No, that’s not a vuvuzela. It’s the sound of the dying bee I flicked off the bottom of my daughter’s foot with a lightsaber.
Yes, a lightsaber.
As my poor, screaming, baby girl hopped on one foot to show me the bee and it’s stinger lodged and squirming, I instinctively grabbed the nearest lightsaber to remove the offending insect.
I’m not sure what this says about me in a crisis.
Meanwhile my son, who has been very against his sister’s crying as of late, covered his ears and ran into the house yelling ‘MAKE HER STOP MAKE HER STOP’ prompting the puppy to bark and chase him.
So to review: my five-year old is screaming in pain, my seven-year old is running and screaming, while the six-month old puppy is barking and chasing us all.
Yes, I highly recommend you come to MY house whenever you have a minor crisis.
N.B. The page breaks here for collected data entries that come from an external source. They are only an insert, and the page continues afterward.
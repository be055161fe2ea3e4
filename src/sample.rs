//! Scaled samples and daisy packet fusion.

use log::{debug, warn};

use crate::decoder::RawPacket;
use crate::protocol::{
    interpret_16bit_as_i16, interpret_24bit_as_i32, CHANNELS_PER_PACKET, SCALE_G_PER_COUNT,
    SCALE_UV_PER_COUNT,
};

/// One delivered reading.
///
/// `channel_data` holds 8 values, or 16 when daisy fusion is active (main board
/// channels first). Values are microvolts and g when scaling is enabled,
/// raw counts otherwise.
#[derive(Debug, Clone, PartialEq)]
pub struct Sample {
    /// Packet counter (0-255, wrapping). Always even in daisy mode.
    pub packet_id: u8,
    pub channel_data: Vec<f64>,
    pub aux_data: Vec<f64>,
}

impl Sample {
    pub fn new(packet_id: u8, channel_data: Vec<f64>, aux_data: Vec<f64>) -> Self {
        Self {
            packet_id,
            channel_data,
            aux_data,
        }
    }
}

/// Odd-id half of a daisy sample, waiting for its even partner.
#[derive(Debug, Clone)]
struct PendingOddSample {
    packet_id: u8,
    channel_data: Vec<f64>,
    aux_data: Vec<f64>,
}

/// Turns framed packets into samples.
#[derive(Debug)]
pub struct SampleAssembler {
    daisy: bool,
    scaling: bool,
    pending: Option<PendingOddSample>,
    pairing_gaps: u64,
}

impl SampleAssembler {
    pub fn new(daisy: bool, scaling: bool) -> Self {
        Self {
            daisy,
            scaling,
            pending: None,
            pairing_gaps: 0,
        }
    }

    /// Channels per delivered sample.
    pub fn channel_count(&self) -> usize {
        if self.daisy {
            CHANNELS_PER_PACKET * 2
        } else {
            CHANNELS_PER_PACKET
        }
    }

    /// Half-samples discarded because their daisy partner never arrived.
    pub fn pairing_gaps(&self) -> u64 {
        self.pairing_gaps
    }

    /// Forget any cached half-sample.
    pub fn reset(&mut self) {
        self.pending = None;
    }

    /// Feed one packet. Returns a sample when one is ready for delivery.
    pub fn push(&mut self, packet: RawPacket) -> Option<Sample> {
        let (channel_data, aux_data) = self.scale(&packet);
        if !self.daisy {
            return Some(Sample::new(packet.packet_id, channel_data, aux_data));
        }

        let id = packet.packet_id;
        if id % 2 == 1 {
            let half = PendingOddSample {
                packet_id: id,
                channel_data,
                aux_data,
            };
            if let Some(stale) = self.pending.replace(half) {
                self.pairing_gaps += 1;
                warn!(
                    "daisy pairing gap: odd packet {} replaced by odd packet {}, sample dropped",
                    stale.packet_id, id
                );
            }
            return None;
        }

        match self.pending.take() {
            Some(odd) if odd.packet_id == id.wrapping_sub(1) => {
                Some(fuse(id, odd, channel_data, &aux_data))
            }
            Some(odd) => {
                self.pairing_gaps += 1;
                warn!(
                    "daisy pairing gap: even packet {} does not follow odd packet {}, sample dropped",
                    id, odd.packet_id
                );
                None
            }
            None => {
                self.pairing_gaps += 1;
                debug!("even packet {} without a cached odd half, dropped", id);
                None
            }
        }
    }

    fn scale(&self, packet: &RawPacket) -> (Vec<f64>, Vec<f64>) {
        let (uv, g) = if self.scaling {
            (SCALE_UV_PER_COUNT, SCALE_G_PER_COUNT)
        } else {
            (1.0, 1.0)
        };
        let channels = packet
            .channels
            .iter()
            .map(|&raw| f64::from(interpret_24bit_as_i32(raw)) * uv)
            .collect();
        let aux = packet
            .aux
            .iter()
            .map(|&raw| f64::from(interpret_16bit_as_i16(raw)) * g)
            .collect();
        (channels, aux)
    }
}

/// Odd-board channels first, then the even packet's; aux averaged.
fn fuse(id: u8, odd: PendingOddSample, even_channels: Vec<f64>, even_aux: &[f64]) -> Sample {
    let mut channel_data = odd.channel_data;
    channel_data.extend(even_channels);
    let aux_data = odd
        .aux_data
        .iter()
        .zip(even_aux)
        .map(|(a, b)| (a + b) / 2.0)
        .collect();
    Sample::new(id, channel_data, aux_data)
}

#[cfg(test)]
mod tests {
    use super::*;

    fn raw(id: u8, channels: [i32; 8], aux: [i16; 3]) -> RawPacket {
        RawPacket {
            packet_id: id,
            channels: channels
                .iter()
                .map(|v| {
                    let b = v.to_be_bytes();
                    [b[1], b[2], b[3]]
                })
                .collect(),
            aux: aux.iter().map(|v| v.to_be_bytes()).collect(),
        }
    }

    #[test]
    fn test_scaling_edges() {
        let mut asm = SampleAssembler::new(false, true);
        let pkt = RawPacket {
            packet_id: 0,
            channels: vec![
                [0x00, 0x00, 0x00],
                [0x7F, 0xFF, 0xFF],
                [0xFF, 0xFF, 0xFF],
                [0x80, 0x00, 0x00],
                [0, 0, 0],
                [0, 0, 0],
                [0, 0, 0],
                [0, 0, 0],
            ],
            aux: vec![[0x00, 0x10], [0xFF, 0xF0], [0, 0]],
        };
        let s = asm.push(pkt).unwrap();

        assert_eq!(s.channel_data[0], 0.0);
        assert!((s.channel_data[1] - 8_388_607.0 * SCALE_UV_PER_COUNT).abs() < 1e-9);
        assert!(s.channel_data.iter().all(|v| *v <= s.channel_data[1]));
        assert!(s.channel_data[2] < 0.0);
        assert!(s.channel_data[2].abs() <= SCALE_UV_PER_COUNT + 1e-12);
        assert!((s.channel_data[3] + 187_500.0).abs() < 1e-6);
        assert!((s.aux_data[0] - 0.002).abs() < 1e-12);
        assert!((s.aux_data[1] + 0.002).abs() < 1e-12);
    }

    #[test]
    fn test_scaling_disabled_delivers_counts() {
        let mut asm = SampleAssembler::new(false, false);
        let s = asm
            .push(raw(5, [1, -1, 100, 0, 0, 0, 0, 8_388_607], [16, -16, 0]))
            .unwrap();
        assert_eq!(s.packet_id, 5);
        assert_eq!(s.channel_data[..3], [1.0, -1.0, 100.0]);
        assert_eq!(s.channel_data[7], 8_388_607.0);
        assert_eq!(s.aux_data, vec![16.0, -16.0, 0.0]);
    }

    #[test]
    fn test_daisy_fusion() {
        let mut asm = SampleAssembler::new(true, false);
        assert_eq!(asm.channel_count(), 16);

        let odd = raw(1, [1, 2, 3, 4, 5, 6, 7, 8], [10, 20, 30]);
        let even = raw(2, [11, 12, 13, 14, 15, 16, 17, 18], [30, 40, 51]);

        assert!(asm.push(odd).is_none());
        let s = asm.push(even).unwrap();
        assert_eq!(s.packet_id, 2);
        assert_eq!(s.channel_data.len(), 16);
        assert_eq!(
            s.channel_data,
            (1..=8).chain(11..=18).map(f64::from).collect::<Vec<_>>()
        );
        assert_eq!(s.aux_data, vec![20.0, 30.0, 40.5]);
        assert_eq!(asm.pairing_gaps(), 0);
    }

    #[test]
    fn test_daisy_back_to_back_odd_replaces_cache() {
        let mut asm = SampleAssembler::new(true, false);
        assert!(asm.push(raw(1, [1; 8], [0; 3])).is_none());
        assert!(asm.push(raw(3, [3; 8], [0; 3])).is_none());
        assert_eq!(asm.pairing_gaps(), 1);

        let s = asm.push(raw(4, [4; 8], [0; 3])).unwrap();
        assert_eq!(s.channel_data[..8], [3.0; 8]);
        assert_eq!(s.channel_data[8..], [4.0; 8]);
    }

    #[test]
    fn test_daisy_unpaired_even_is_dropped() {
        let mut asm = SampleAssembler::new(true, false);
        assert!(asm.push(raw(2, [0; 8], [0; 3])).is_none());
        assert!(asm.push(raw(5, [0; 8], [0; 3])).is_none());
        assert!(asm.push(raw(8, [0; 8], [0; 3])).is_none());
        assert_eq!(asm.pairing_gaps(), 2);
    }

    #[test]
    fn test_daisy_pairs_across_id_wrap() {
        let mut asm = SampleAssembler::new(true, false);
        assert!(asm.push(raw(255, [1; 8], [0; 3])).is_none());
        let s = asm.push(raw(0, [2; 8], [0; 3])).unwrap();
        assert_eq!(s.packet_id, 0);
        assert_eq!(s.channel_data.len(), 16);
    }

    #[test]
    fn test_reset_clears_pending_half() {
        let mut asm = SampleAssembler::new(true, false);
        assert!(asm.push(raw(1, [0; 8], [0; 3])).is_none());
        asm.reset();
        assert!(asm.push(raw(2, [0; 8], [0; 3])).is_none());
    }
}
It’s loads of chaotic fun.
Alright so maybe our first bee-sting of a child wasn’t an entire parent fail. I got the stinger out. I used baking soda paste until I found the 1st aid kit and it’s insect sting relief pads. I soothed my baby girl with hugs and ice cream and wrapped her tiny foot carefully. I had a talk with her brother about how he needs to ‘help’ in an emergency, not run away screaming. All in all it wasn’t the worst summer emergency melt down.
Of course this morning I surveyed the damage and reassessed that opinion. Baking soda all over the ground. Band Aid wrappers strewn across the kitchen. And there, on the patio… a lightsaber with a dead bee at it’s tip.
Summer vacation at it’s finest.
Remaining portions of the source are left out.